Where relationships are strained, research on family conflict points to clear, realistic boundaries rather than forced closeness or total cutoff as what most people find workable. Many people maintain limited, lower-intensity contact that protects them while keeping a door open — a middle path that the all-or-nothing framing tends to obscure.

Talking about it helps, because the isolation is much of the burden. Naming family difficulty — to a friend, a partner, or a therapist — tends to relieve the sense of being uniquely broken, since the experience is so widely shared. For deep or painful rifts, family-focused therapy has reasonable support, though outcomes vary and reconciliation is not always the goal or the right outcome.

What the research says does not help

Measuring your family against an idealised image of effortless harmony does not help, because that image describes almost no real family. Treating ordinary ambivalence and conflict as evidence that your family has uniquely failed produces shame on top of the original difficulty.

Forcing closeness or reconciliation regardless of the circumstances is not always the answer the research supports. In some situations, distance or estrangement is a reasonable, even protective response, and pressure to reconcile at any cost — from relatives or from the wider culture — can do harm. The healthier outcome is not always reunion.

Bottling it up and assuming you are the only one tends to make things worse. Because family difficulty is so common yet so private, secrecy reinforces the false sense of being abnormal. The silence is part of the problem, not a solution to it.

The ideal is the outlier; the complication is the median.
On the cultural script

What this looks like in real life

Illustrative

Love and friction toward the same parent

Someone can feel real warmth toward a parent and real frustration in the same breath, then wonder what is wrong with them for not feeling purely one thing. The research on intergenerational ambivalence says this is ordinary — mixed feelings are most intense in the relationships that matter most. Accepting that they are normal tends to relieve the secondary distress of thinking you must purely love or purely reject someone.

Illustrative

The curated exterior versus your interior

You see other families' holiday photos and milestones and compare them to your own family's full, messy interior — the argument the night before, the years of distance. It is the same blooper-reel-versus-highlight-reel distortion that makes so many normal experiences feel like failures. The ideal of effortless harmony is the outlier; the complication is the median.

Real numbers in context

Estrangement is more common than its silence implies: research on family rifts suggests roughly one in four adults report being estranged from a relative at some point. Treat the figure as approximate — definitions of estrangement vary across studies — but the broad picture is consistent: family rifts are a widely shared experience, not a rare aberration.

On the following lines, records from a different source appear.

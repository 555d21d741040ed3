//! Pooled fundraising escrow.
//!
//! Contributors deposit the pool currency while the pool is active. An
//! admin then closes the pool, which pays the platform fee, the admin fee
//! and the remainder to the payout target, after which tokens delivered to
//! the pool are claimable pro rata in one or more batches. Bouncers (the
//! platform role) gate admission, pause the pool and co-sign emergency
//! withdrawals together with an admin.
//!
//! Time-sensitive checks read the ledger timestamp, which validators can
//! skew by a few seconds; nothing here depends on finer resolution.

#![no_std]

mod access;
mod admission;
mod claims;
mod emergency;
mod error;
mod events;
mod fees;
mod ledger;
mod lifecycle;
mod storage;
mod types;


use access::AccessRegistry;
use claims::TokenClaimEngine;
use emergency::EmergencyVouchController;
use ledger::ContributionLedger;
use lifecycle::PoolLifecycle;
use storage::Storage;

pub use error::Error;
pub use types::{Admission, FeeRatio, PoolConfig, PoolState, Role, TokenBatch, VouchFlags};

use soroban_sdk::{contract, contractimpl, log, Address, BytesN, Env, Symbol, Vec};

#[contract]
pub struct PoolContract;

#[contractimpl]
impl PoolContract {
    // ============================================
    // INITIALIZATION & ROLES
    // ============================================

    /// Initialize the pool
    ///
    /// `owner` is the platform side: it controls the role registry and is
    /// the default Bouncer. `creator` becomes Admin only. `admins` and
    /// `bouncers` are granted their roles.
    ///
    /// # Errors
    /// - `AlreadyInitialized`: Pool already initialized
    /// - `InvalidParams`: Negative cap, unusable fee ratios, owner acting
    ///   as creator, or a payout wallet pointing at the pool itself
    pub fn init(
        env: Env,
        owner: Address,
        creator: Address,
        config: PoolConfig,
        admins: Vec<Address>,
        bouncers: Vec<Address>,
    ) -> Result<(), Error> {
        if Storage::is_initialized(&env) {
            return Err(Error::AlreadyInitialized);
        }

        owner.require_auth();
        creator.require_auth();

        if owner == creator || config.max_allocation < 0 {
            return Err(Error::InvalidParams);
        }
        fees::validate_ratios(&config.poolbase_fee, &config.admin_pool_fee)?;

        let pool = env.current_contract_address();
        if config.admin_payout_wallet == pool
            || config.poolbase_payout_wallet == pool
            || config.payout_wallet.as_ref() == Some(&pool)
        {
            return Err(Error::InvalidParams);
        }

        Storage::set_config(&env, &config);
        Storage::set_state(&env, PoolState::Active);
        Storage::set_paused(&env, false);
        AccessRegistry::seed(&env, &owner, &creator, &admins, &bouncers);
        Storage::bump_instance(&env);

        log!(&env, "pool initialized by {}", creator);
        Ok(())
    }

    /// Grant `role` to `principal` (registry owner only)
    ///
    /// # Errors
    /// - `Unauthorized`: Caller is not the registry owner
    pub fn grant_role(env: Env, caller: Address, principal: Address, role: Role) -> Result<(), Error> {
        AccessRegistry::grant_role(&env, &caller, &principal, role)
    }

    /// Revoke `role` from `principal` (registry owner only)
    ///
    /// # Errors
    /// - `Unauthorized`: Caller is not the registry owner
    pub fn revoke_role(env: Env, caller: Address, principal: Address, role: Role) -> Result<(), Error> {
        AccessRegistry::revoke_role(&env, &caller, &principal, role)
    }

    pub fn has_role(env: Env, principal: Address, role: Role) -> bool {
        AccessRegistry::has_role(&env, &principal, role)
    }

    /// Register the ed25519 key a bouncer signs admissions with
    ///
    /// # Errors
    /// - `Unauthorized`: Caller is not a bouncer
    pub fn register_admission_key(env: Env, bouncer: Address, key: BytesN<32>) -> Result<(), Error> {
        AccessRegistry::register_admission_key(&env, &bouncer, &key)
    }

    // ============================================
    // CONTRIBUTIONS
    // ============================================

    /// Deposit `amount` of the pool currency
    ///
    /// # Errors
    /// - `InvalidParams`: Amount not positive
    /// - `InvalidState`: Pool not active
    /// - `ContractPaused`: Pool is paused
    /// - `CapExceeded`: Deposit would exceed max_allocation
    /// - `Unauthorized`: Admission missing or not signed by a bouncer key
    pub fn deposit(
        env: Env,
        contributor: Address,
        amount: i128,
        admission: Option<Admission>,
    ) -> Result<(), Error> {
        Storage::bump_instance(&env);
        ContributionLedger::deposit(&env, &contributor, amount, &admission)
    }

    /// Withdraw the whole contribution while refunding
    ///
    /// # Errors
    /// - `InvalidState`: Pool not refunding
    /// - `NothingToRefund`: No recorded contribution
    /// - `Unauthorized`: Admission missing or not signed by a bouncer key
    pub fn refund(env: Env, contributor: Address, admission: Option<Admission>) -> Result<i128, Error> {
        Storage::bump_instance(&env);
        ContributionLedger::refund(&env, &contributor, &admission)
    }

    // ============================================
    // LIFECYCLE
    // ============================================

    /// # Errors
    /// - `Unauthorized`: Caller is not an admin
    /// - `InvalidState`: Pool not active
    pub fn enable_refunds(env: Env, admin: Address) -> Result<(), Error> {
        PoolLifecycle::enable_refunds(&env, &admin)
    }

    /// # Errors
    /// - `Unauthorized`: Caller is not a bouncer
    /// - `InvalidState`: Pool not active
    pub fn emergency_set_state_to_refunding(env: Env, bouncer: Address) -> Result<(), Error> {
        PoolLifecycle::emergency_set_state_to_refunding(&env, &bouncer)
    }

    /// # Errors
    /// - `Unauthorized`: Caller is not a bouncer
    /// - `InvalidState`: Pool not in emergency refunding
    pub fn emergency_set_state_to_active(env: Env, bouncer: Address) -> Result<(), Error> {
        PoolLifecycle::emergency_set_state_to_active(&env, &bouncer)
    }

    /// # Errors
    /// - `Unauthorized`: Caller is not a bouncer
    /// - `InvalidPauseState`: Already paused
    pub fn pause(env: Env, bouncer: Address) -> Result<(), Error> {
        PoolLifecycle::pause(&env, &bouncer)
    }

    /// # Errors
    /// - `Unauthorized`: Caller is not a bouncer
    /// - `InvalidPauseState`: Not paused
    pub fn unpause(env: Env, bouncer: Address) -> Result<(), Error> {
        PoolLifecycle::unpause(&env, &bouncer)
    }

    /// Close the pool and distribute its currency balance
    ///
    /// `payout_target` defaults to the configured payout wallet. With a
    /// `payout_selector` the target contract is invoked as
    /// `selector(pool, amount)` after receiving the funds.
    ///
    /// # Errors
    /// - `Unauthorized`: Caller is not an admin
    /// - `ContractPaused`: Pool is paused
    /// - `InvalidState`: Pool not active
    /// - `PayoutWalletNotSet`: No target given and none configured
    /// - `PayoutFailed`: Target rejected the payout call
    pub fn admin_closes_pool(
        env: Env,
        admin: Address,
        payout_target: Option<Address>,
        payout_selector: Option<Symbol>,
    ) -> Result<(), Error> {
        Storage::bump_instance(&env);
        PoolLifecycle::admin_closes_pool(&env, &admin, &payout_target, &payout_selector)
    }

    /// # Errors
    /// - `Unauthorized`: Caller is not an admin
    /// - `InvalidState`: Pool not active
    /// - `InvalidParams`: Ratio unusable with the platform fee
    pub fn set_admin_pool_fee(env: Env, admin: Address, fee: FeeRatio) -> Result<(), Error> {
        PoolLifecycle::set_admin_pool_fee(&env, &admin, &fee)
    }

    /// # Errors
    /// - `Unauthorized`: Caller is not an admin
    /// - `InvalidState`: Pool not active
    pub fn set_admin_payout_wallet(env: Env, admin: Address, wallet: Address) -> Result<(), Error> {
        PoolLifecycle::set_admin_payout_wallet(&env, &admin, &wallet)
    }

    /// # Errors
    /// - `Unauthorized`: Caller is not an admin
    /// - `InvalidState`: Pool not active
    /// - `InvalidParams`: Negative, or below the amount already raised
    pub fn set_max_allocation(env: Env, admin: Address, max_allocation: i128) -> Result<(), Error> {
        PoolLifecycle::set_max_allocation(&env, &admin, max_allocation)
    }

    // ============================================
    // TOKEN PAYOUT
    // ============================================

    /// Record newly arrived payout tokens as a batch; returns its index
    ///
    /// # Errors
    /// - `Unauthorized`: Caller is not an admin
    /// - `InvalidState`: Pool not closed
    /// - `InvalidParams`: Token differs from the first batch's token
    /// - `NoNewTokens`: Nothing arrived since the last batch
    pub fn admin_sets_batch(env: Env, admin: Address, token: Address) -> Result<u32, Error> {
        Storage::bump_instance(&env);
        TokenClaimEngine::admin_sets_batch(&env, &admin, &token)
    }

    /// Claim every token the contributor is entitled to so far
    ///
    /// # Errors
    /// - `InvalidState`: No batch recorded yet
    /// - `NothingToClaim`: Entitlement already claimed
    /// - `Unauthorized`: Admission missing or not signed by a bouncer key
    pub fn claim_token(env: Env, contributor: Address, admission: Option<Admission>) -> Result<i128, Error> {
        Storage::bump_instance(&env);
        TokenClaimEngine::claim_token(&env, &contributor, &admission)
    }

    // ============================================
    // EMERGENCY
    // ============================================

    pub fn vouch_as_admin(env: Env, admin: Address) -> Result<(), Error> {
        EmergencyVouchController::vouch_as_admin(&env, &admin)
    }

    pub fn vouch_as_poolbase(env: Env, bouncer: Address) -> Result<(), Error> {
        EmergencyVouchController::vouch_as_poolbase(&env, &bouncer)
    }

    /// # Errors
    /// - `Unauthorized`: Caller is not an admin
    /// - `InvalidParams`: Amount not positive or beneficiary is the pool
    /// - `VouchesNotSet`: Admin and poolbase vouches missing
    pub fn emergency_remove_wei(
        env: Env,
        admin: Address,
        beneficiary: Address,
        amount: i128,
    ) -> Result<(), Error> {
        EmergencyVouchController::emergency_remove_wei(&env, &admin, &beneficiary, amount)
    }

    /// # Errors
    /// - `Unauthorized`: Caller is not an admin
    /// - `InvalidParams`: Amount not positive or beneficiary is the pool
    /// - `VouchesNotSet`: Admin and poolbase vouches missing
    pub fn emergency_remove_tokens(
        env: Env,
        admin: Address,
        token: Address,
        beneficiary: Address,
        amount: i128,
    ) -> Result<(), Error> {
        EmergencyVouchController::emergency_remove_tokens(&env, &admin, &token, &beneficiary, amount)
    }

    pub fn emergency_accept_all_payments(env: Env, bouncer: Address, accept: bool) -> Result<(), Error> {
        EmergencyVouchController::emergency_accept_all_payments(&env, &bouncer, accept)
    }

    /// Send currency to the pool outside of a deposit
    ///
    /// # Errors
    /// - `PaymentsNotAccepted`: Direct payments are switched off
    pub fn receive_payment(env: Env, from: Address, amount: i128) -> Result<(), Error> {
        EmergencyVouchController::receive_payment(&env, &from, amount)
    }

    /// # Errors
    /// - `Unauthorized`: Sender is not the configured payout wallet
    pub fn emergency_receive_from_payout(
        env: Env,
        from: Address,
        amount: i128,
    ) -> Result<(), Error> {
        EmergencyVouchController::emergency_receive_from_payout(&env, &from, amount)
    }

    // ============================================
    // VIEW FUNCTIONS
    // ============================================

    pub fn get_config(env: Env) -> Result<PoolConfig, Error> {
        Storage::get_config(&env)
    }

    pub fn state(env: Env) -> PoolState {
        Storage::get_state(&env)
    }

    pub fn paused(env: Env) -> bool {
        Storage::is_paused(&env)
    }

    pub fn contribution_of(env: Env, contributor: Address) -> i128 {
        ContributionLedger::contribution_of(&env, &contributor)
    }

    pub fn total_raised(env: Env) -> i128 {
        ContributionLedger::total_raised(&env)
    }

    pub fn claimable(env: Env, contributor: Address) -> Result<i128, Error> {
        TokenClaimEngine::claimable(&env, &contributor)
    }

    pub fn claimed_of(env: Env, contributor: Address) -> i128 {
        Storage::get_claimed(&env, &contributor)
    }

    pub fn total_claimed(env: Env) -> i128 {
        Storage::get_total_claimed(&env)
    }

    pub fn batch_count(env: Env) -> u32 {
        Storage::get_batch_count(&env)
    }

    pub fn get_batch(env: Env, index: u32) -> Option<TokenBatch> {
        Storage::get_batch(&env, index)
    }

    pub fn cumulative_tokens(env: Env) -> i128 {
        Storage::get_cumulative_tokens(&env)
    }

    pub fn payout_token(env: Env) -> Option<Address> {
        Storage::get_payout_token(&env)
    }

    pub fn vouches(env: Env) -> VouchFlags {
        EmergencyVouchController::vouches(&env)
    }

    pub fn accept_all_payments(env: Env) -> bool {
        EmergencyVouchController::accepts_all_payments(&env)
    }

    /// Digest a bouncer signs to admit `contributor` into this pool
    pub fn admission_digest(env: Env, contributor: Address) -> BytesN<32> {
        admission::admission_digest(&env, &env.current_contract_address(), &contributor)
    }
}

Mixed feelings are the norm. The research on intergenerational ambivalence (Luescher and Pillemer) finds that holding both affection and tension toward close family is extremely common, and that the relationships with the most contact and highest stakes — between parents and adult children especially — are often where ambivalence runs strongest. There is no reliable number that captures 'how complicated is normal,' but the honest answer is that some complication is close to universal.